Why You’ll Love Our Greek Chicken Bowls

There you have it — a vibrant, nutritious, and flavorful dish perfect for any occasion. Share your creations with us, and let us know how you enjoyed this Mediterranean delight. Don’t forget to leave a comment or share this recipe with family and friends!

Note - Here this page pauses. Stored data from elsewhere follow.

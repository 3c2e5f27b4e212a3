mod cli;
mod commands;
mod config;
mod context;
mod observability;
mod output;

use anyhow::Result;
use clap::Parser;
use oidc_store::StoreError;

use cli::{Cli, Commands, StoreCommands};
use config::CliConfig;
use context::Context;
use output::print_error;

#[tokio::main]
async fn main() {
    // Load .env file if present; it usually carries the *_TABLE_NAME variables.
    if let Err(e) = dotenvy::dotenv() {
        if !matches!(e, dotenvy::Error::Io(ref io_err) if io_err.kind() == std::io::ErrorKind::NotFound) {
            eprintln!("Warning: Failed to load .env file: {e}");
        }
    }

    let cli = Cli::parse();
    observability::init_tracing();

    let cfg = match CliConfig::load(cli.config.as_deref()) {
        Ok(c) => c,
        Err(e) => {
            print_error(&format!("Configuration error: {e:#}"));
            std::process::exit(2);
        }
    };
    observability::apply_logging_level(&cfg.logging.level);

    if let Err(e) = run(cli, cfg).await {
        print_error(&format!("{e:#}"));
        let code = match e.downcast_ref::<StoreError>() {
            Some(err) if err.is_configuration() => 2,
            _ => 1,
        };
        std::process::exit(code);
    }
}

async fn run(cli: Cli, cfg: CliConfig) -> Result<()> {
    let command = match cli.command {
        Commands::Demo => return commands::demo::run().await,
        Commands::Store(command) => command,
    };

    let backend = cli.backend.unwrap_or(cfg.backend);
    let ctx = Context::build(&cfg, backend).await?;

    match &command {
        StoreCommands::Upsert(args) => commands::artifact::upsert(&ctx, args).await?,
        StoreCommands::Find(args) => commands::artifact::find(&ctx, args).await?,
        StoreCommands::Consume(args) => commands::artifact::consume(&ctx, args).await?,
        StoreCommands::Destroy(args) => commands::artifact::destroy(&ctx, args).await?,
        StoreCommands::Revoke(args) => commands::artifact::revoke(&ctx, args).await?,
        StoreCommands::Schema => commands::maintenance::schema(&ctx).await?,
        StoreCommands::Cleanup => commands::maintenance::cleanup(&ctx).await?,
    }

    ctx.persist()?;
    Ok(())
}
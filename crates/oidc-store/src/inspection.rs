//! JWT segment inspection.
//!
//! Token payloads handed over by the identity provider carry the three
//! base64url segments of a signed JWT as `header`, `payload` and `signature`.
//! Decoding the first two gives operators insight into stored tokens. The
//! decoded copies live next to the payload; the segments themselves are
//! never modified, since any change breaks the signature check the provider
//! runs on every stored token.

use base64::Engine;
use base64::engine::general_purpose::URL_SAFE_NO_PAD;
use serde::{Deserialize, Serialize};
use serde_json::{Map, Value};
use tracing::debug;

/// Decoded view of a token's JWT segments.
#[derive(Debug, Clone, PartialEq, Serialize, Deserialize)]
pub struct TokenInspection {
    /// Decoded JOSE header.
    #[serde(default, skip_serializing_if = "Option::is_none")]
    pub header: Option<Value>,
    /// Decoded claims set.
    #[serde(default, skip_serializing_if = "Option::is_none")]
    pub claims: Option<Value>,
}

impl TokenInspection {
    /// Decodes the `header` and `payload` segments of `payload`, if present.
    ///
    /// Returns `None` when neither segment is present or decodable. A segment
    /// that fails to decode is skipped; inspection never fails a write.
    #[must_use]
    pub fn from_payload(payload: &Map<String, Value>) -> Option<Self> {
        let header = payload.get("header").and_then(decode_segment);
        let claims = payload.get("payload").and_then(decode_segment);

        if header.is_none() && claims.is_none() {
            return None;
        }

        Some(Self { header, claims })
    }
}

fn decode_segment(value: &Value) -> Option<Value> {
    let segment = value.as_str()?;
    let bytes = match URL_SAFE_NO_PAD.decode(segment.trim_end_matches('=')) {
        Ok(bytes) => bytes,
        Err(e) => {
            debug!(error = %e, "JWT segment is not base64url");
            return None;
        }
    };

    match serde_json::from_slice(&bytes) {
        Ok(decoded) => Some(decoded),
        Err(e) => {
            debug!(error = %e, "JWT segment is not JSON");
            None
        }
    }
}

#[cfg(test)]
mod tests {
    use super::*;
    use serde_json::json;

    fn encode(value: &Value) -> String {
        URL_SAFE_NO_PAD.encode(serde_json::to_vec(value).unwrap())
    }

    #[test]
    fn test_decodes_header_and_claims() {
        let header = json!({"alg": "RS256", "typ": "JWT"});
        let claims = json!({"sub": "user-1", "exp": 1700000000});
        let payload = json!({
            "grantId": "G1",
            "header": encode(&header),
            "payload": encode(&claims),
            "signature": "c2ln",
        });

        let inspection = TokenInspection::from_payload(payload.as_object().unwrap()).unwrap();

        assert_eq!(inspection.header, Some(header));
        assert_eq!(inspection.claims, Some(claims));
    }

    #[test]
    fn test_padded_segment_is_accepted() {
        let header = json!({"alg": "none"});
        let padded = format!("{}==", encode(&header));
        let payload = json!({ "header": padded });

        let inspection = TokenInspection::from_payload(payload.as_object().unwrap()).unwrap();
        assert_eq!(inspection.header, Some(header));
        assert!(inspection.claims.is_none());
    }

    #[test]
    fn test_garbage_segments_are_ignored() {
        let payload = json!({"header": "%%%", "payload": "bm90LWpzb24"});
        assert!(TokenInspection::from_payload(payload.as_object().unwrap()).is_none());
    }

    #[test]
    fn test_session_payload_has_nothing_to_inspect() {
        let payload = json!({"account": "user-1", "loginTs": 1700000000});
        assert!(TokenInspection::from_payload(payload.as_object().unwrap()).is_none());
    }
}
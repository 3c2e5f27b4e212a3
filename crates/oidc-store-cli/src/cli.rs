use std::path::PathBuf;

use clap::{Parser, Subcommand, ValueEnum};
use serde::{Deserialize, Serialize};

#[derive(Parser)]
#[command(name = "oidc-store")]
#[command(about = "Inspect and maintain OIDC artifact storage")]
#[command(version)]
pub struct Cli {
    #[command(subcommand)]
    pub command: Commands,

    /// Path to a TOML configuration file
    #[arg(short, long, global = true, env = "OIDC_STORE_CONFIG")]
    pub config: Option<PathBuf>,

    /// Storage backend (overrides the configuration file)
    #[arg(short, long, global = true, env = "OIDC_STORE_BACKEND")]
    pub backend: Option<BackendKind>,
}

#[derive(Debug, Clone, Copy, Default, PartialEq, Eq, ValueEnum, Serialize, Deserialize)]
#[serde(rename_all = "lowercase")]
pub enum BackendKind {
    /// Process-local maps, saved to a JSON snapshot between runs
    #[default]
    Memory,
    /// PostgreSQL tables
    Postgres,
}

#[derive(Subcommand)]
pub enum Commands {
    #[command(flatten)]
    Store(StoreCommands),
    /// Walk through an authorization code flow and a grant revocation
    Demo,
}

/// Commands that run against the configured backend.
#[derive(Subcommand)]
pub enum StoreCommands {
    /// Create or replace an artifact
    Upsert(UpsertArgs),
    /// Show an artifact if it exists and has not expired
    Find(ArtifactArgs),
    /// Mark an artifact as consumed
    Consume(ArtifactArgs),
    /// Delete an artifact
    Destroy(ArtifactArgs),
    /// Delete every token and code issued under a grant
    Revoke(RevokeArgs),
    /// Create missing tables (PostgreSQL only)
    Schema,
    /// Remove expired artifacts
    Cleanup,
}

#[derive(clap::Args)]
pub struct ArtifactArgs {
    /// Artifact kind, e.g. AccessToken
    pub kind: String,
    /// Artifact id
    pub id: String,
}

#[derive(clap::Args)]
pub struct UpsertArgs {
    /// Artifact kind, e.g. AccessToken
    pub kind: String,
    /// Artifact id
    pub id: String,
    /// JSON object payload
    #[arg(short, long, conflicts_with = "file")]
    pub payload: Option<String>,
    /// Read the JSON payload from a file
    #[arg(short, long)]
    pub file: Option<PathBuf>,
    /// Lifetime in seconds; omit or 0 for no expiry
    #[arg(short, long)]
    pub ttl: Option<u64>,
}

#[derive(clap::Args)]
pub struct RevokeArgs {
    /// Grant id
    pub grant_id: String,
}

Mediterranean-inspired Greek chicken bowls with quinoa and veggies.

Greek Chicken Bowls

These Greek chicken bowls are a perfect fusion of Mediterranean flavors and nutritious ingredients, making for a delicious and wholesome meal.
Prep Time 20 minutes
Cook Time 30 minutes
Total Time 50 minutes
Course Main Course
Cuisine Mediterranean
Servings 4 servings
Calories 450 kcal

Ingredients
  

Main Ingredients

  • boneless skinless chicken breasts
  • olive oil
  • dried oregano
  • Salt and pepper
  • quinoa
  • water
  • cucumber
  • cherry tomatoes
  • red onion
  • pitted kalamata olives
  • crumbled feta cheese

Instructions
 

Steps

  • Prepare the marinade by combining olive oil, oregano, salt, and pepper in a bowl. Coat the chicken breasts thoroughly.
  • Rinse the quinoa under cold water. In a saucepan, bring the quinoa and water to a boil. Reduce heat and let it simmer.
  • Heat a large skillet over medium heat and add olive oil. Cook the marinated chicken breasts until golden brown and cooked through.
  • In a mixing bowl, combine cucumber, cherry tomatoes, red onion, and olives. Toss them together for the salad.
  • Assemble your bowls by adding a portion of cooked quinoa, sliced chicken, salad mixture, and top with crumbled feta.

Notes

Store in airtight containers in the refrigerator for up to 3 days. Separate components for longer freshness.